Steps to Find Algebraic Form of Linear Pattern Rule
- Identify the Pattern:
- Examine the given sequence or pattern.
- Note the relationship between the position of each term and its value.
- Determine the Common Difference or Ratio:
- For linear patterns, determine the common difference between consecutive terms.
- If the pattern is increasing, note how much each term increases by.
- If the pattern is decreasing, note how much each term decreases by.
- Write the General Form:
- Start with the general form of a linear pattern, which is often expressed as \( a_n = mn + b \).
- Here, \( a_n \) is the nth term, \( m \) is the common difference, and \( b \) is the initial term.
- Substitute Known Values:
- Use the identified common difference and any known term values to substitute into the general form.

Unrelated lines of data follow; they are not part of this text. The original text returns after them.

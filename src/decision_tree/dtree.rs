use fixedbitset::FixedBitSet;
use rand::{SeedableRng, rngs::StdRng};
use tracing::{debug, info};

use crate::{Error, Learner, Result, Sample};

use super::{
    distribution::ClassDistribution,
    domain::{AttributeDomains, partition},
    split_by::SplitBy,
    node::Node,
    classifier::DecisionTreeClassifier,
};

use std::fmt;
use std::collections::BTreeMap;


/// The attribute values that get a branch
/// when a node splits on an attribute.
#[derive(Debug, Clone, Copy, PartialEq, Eq)]
pub enum Branching {
    /// One branch per value observed
    /// in the examples that reach the node.
    Observed,
    /// One branch per value observed in the whole training sample.
    /// A value that no example at the node takes
    /// gets a leaf predicting the plurality label of the node.
    Exhaustive,
}


impl fmt::Display for Branching {
    fn fmt(&self, f: &mut fmt::Formatter<'_>) -> fmt::Result {
        let name = match self {
            Self::Observed => "Observed values",
            Self::Exhaustive => "Training-sample domain",
        };

        write!(f, "{name}")
    }
}


/// The ID3 decision tree algorithm.  
/// Given a set of labeled categorical examples,
/// [`DecisionTree`] grows a tree greedily,
/// splitting each node on the attribute of highest importance
/// until the examples at a node share one label
/// or no attribute is left.
/// It outputs a [`DecisionTreeClassifier`].
///
/// [`DecisionTree`] is constructed 
/// by [`DecisionTreeBuilder`](crate::DecisionTreeBuilder).
/// 
/// # Example
/// ```
/// use miniid3::{
///     Classifier,
///     DecisionTreeBuilder,
///     Learner,
///     Sample,
/// };
/// 
/// let sample = Sample::from_pairs([
///     (["a", "x"], "Yes"),
///     (["a", "y"], "No"),
///     (["b", "x"], "Yes"),
///     (["b", "y"], "No"),
/// ]).unwrap();
/// 
/// let tree = DecisionTreeBuilder::new().build();
/// let f = tree.fit(&sample).unwrap();
/// 
/// let predictions = f.predict_all(&sample);
/// assert_eq!(predictions, sample.target());
/// ```
#[derive(Debug, Clone)]
pub struct DecisionTree {
    split_by:  SplitBy,
    branching: Branching,
    seed:      u64,
}


impl DecisionTree {
    /// Initialize [`DecisionTree`].
    /// This method is called only via `DecisionTreeBuilder::build`.
    #[inline]
    pub(super) fn new(split_by: SplitBy, branching: Branching, seed: u64)
        -> Self
    {
        Self { split_by, branching, seed, }
    }


    /// Grow a tree over `sample`,
    /// splitting only on the attributes in `candidates`.
    /// If `sample` is empty, the tree is a leaf
    /// predicting the plurality label of `parent`.
    /// 
    /// Returns [`Error::NoTrainingData`]
    /// if both `sample` and `parent` are empty,
    /// and [`Error::UnknownAttribute`]
    /// if some candidate is not an attribute of `sample`.
    pub fn build(&self, sample: &Sample, candidates: &[usize], parent: &Sample)
        -> Result<Node>
    {
        let fallback = ClassDistribution::new(parent).plurality();
        if sample.is_empty() {
            return fallback.map(Node::leaf)
                .ok_or(Error::NoTrainingData);
        }

        let domains = AttributeDomains::extract(sample)?;
        let n_attributes = domains.n_attributes();
        let mut attributes = FixedBitSet::with_capacity(n_attributes);
        for &attribute in candidates {
            if attribute >= n_attributes {
                return Err(Error::UnknownAttribute {
                    attribute,
                    n_attributes,
                });
            }
            attributes.insert(attribute);
        }

        let root = self.grow_root(
            sample, &domains, attributes, fallback.unwrap_or_default()
        );
        Ok(root)
    }


    fn grow_root(
        &self,
        sample:     &Sample,
        domains:    &AttributeDomains,
        candidates: FixedBitSet,
        fallback:   &str,
    ) -> Node
    {
        let n_sample = sample.shape().0;
        let indices = (0..n_sample).collect::<Vec<_>>();
        let mut rng = StdRng::seed_from_u64(self.seed);

        self.grow(sample, domains, indices, candidates, fallback, 0, &mut rng)
    }


    /// Grow the sub-tree for the examples at `indices`.
    /// `fallback` is the plurality label of the parent node.
    #[allow(clippy::too_many_arguments)]
    fn grow(
        &self,
        sample:     &Sample,
        domains:    &AttributeDomains,
        indices:    Vec<usize>,
        candidates: FixedBitSet,
        fallback:   &str,
        depth:      usize,
        rng:        &mut StdRng,
    ) -> Node
    {
        // No example takes the value of this branch.
        if indices.is_empty() {
            debug!(depth, label = fallback, "leaf (no example)");
            return Node::leaf(fallback);
        }

        let dist = ClassDistribution::from_indices(sample, &indices[..]);
        let plurality = dist.plurality().unwrap_or(fallback);

        if dist.is_pure() {
            debug!(depth, label = plurality, "leaf (pure)");
            return Node::leaf(plurality);
        }

        let best = self.split_by.best_attribute(
            sample, &indices[..], &candidates, rng
        );
        let Some((attribute, score)) = best else {
            debug!(depth, label = plurality, "leaf (no attribute left)");
            return Node::leaf(plurality);
        };
        debug!(
            depth,
            attribute,
            score,
            n_examples = indices.len(),
            "split"
        );

        let mut remaining = candidates;
        remaining.set(attribute, false);

        let mut groups = partition(sample, &indices[..], attribute);
        let groups = match self.branching {
            Branching::Observed => {
                groups.into_iter()
                    .map(|(value, ix)| (value.to_string(), ix))
                    .collect::<Vec<_>>()
            },
            Branching::Exhaustive => {
                domains.values(attribute)
                    .iter()
                    .map(|value| {
                        let ix = groups.remove(value.as_str())
                            .unwrap_or_default();
                        (value.clone(), ix)
                    })
                    .collect::<Vec<_>>()
            },
        };

        let branches = groups.into_iter()
            .map(|(value, ix)| {
                let child = self.grow(
                    sample,
                    domains,
                    ix,
                    remaining.clone(),
                    plurality,
                    depth + 1,
                    rng,
                );
                (value, child)
            })
            .collect::<BTreeMap<_, _>>();

        Node::branch(attribute, branches, plurality)
    }
}


impl Learner for DecisionTree {
    type Hypothesis = DecisionTreeClassifier;


    fn name(&self) -> &str {
        "ID3 Decision Tree"
    }


    fn info(&self) -> Option<Vec<(&str, String)>> {
        let info = Vec::from([
            ("Split by", format!("{}", self.split_by)),
            ("Branching", format!("{}", self.branching)),
            ("Seed", format!("{}", self.seed)),
        ]);
        Some(info)
    }


    /// Grow a tree over all attributes of `sample`.
    /// Returns [`Error::NoTrainingData`] if `sample` is empty.
    fn fit(&self, sample: &Sample) -> Result<Self::Hypothesis> {
        let domains = AttributeDomains::extract(sample)?;

        let mut candidates = FixedBitSet::with_capacity(domains.n_attributes());
        candidates.insert_range(..);

        let dist = ClassDistribution::new(sample);
        let fallback = dist.plurality().ok_or(Error::NoTrainingData)?;

        let root = self.grow_root(sample, &domains, candidates, fallback);
        let f = DecisionTreeClassifier::new(root, domains);

        info!(
            n_examples = sample.shape().0,
            depth = f.depth(),
            leaves = f.n_leaves(),
            "decision tree trained"
        );
        Ok(f)
    }
}


impl fmt::Display for DecisionTree {
    fn fmt(&self, f: &mut fmt::Formatter<'_>) -> fmt::Result {
        write!(
            f,
            "\
            ----------\n\
            # ID3 Decision Tree\n\n\
            - Split by:  {}\n\
            - Branching: {}\n\
            - Seed:      {}\n\
            ----------\
            ",
            self.split_by,
            self.branching,
            self.seed,
        )
    }
}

- This will give you an equation in terms of \( n \) (the position of the term).
- Simplify the Equation:
- Simplify the equation by combining like terms and performing any necessary arithmetic operations.
- Finalize the Algebraic Form:
- Write the simplified equation as the final algebraic form of the linear pattern rule.
- The equation should represent the nth term of the pattern based on the position \( n \).
Example:
Let's say you have the sequence 3, 7, 11, 15, 19, ...
- Identify the pattern: Each term increases by 4.
- Determine the common difference: \( m = 4 \).
- Write the general form: \( a_n = 4n + b \).
- Substitute known values: Using the first term, \( a_1 = 3 \), you get \( 3 = 4(1) + b \).
- Simplify the equation: Solve for \( b \) to find \( b = -1 \).
- Finalize the algebraic form: The linear pattern rule is \( a_n = 4n - 1 \).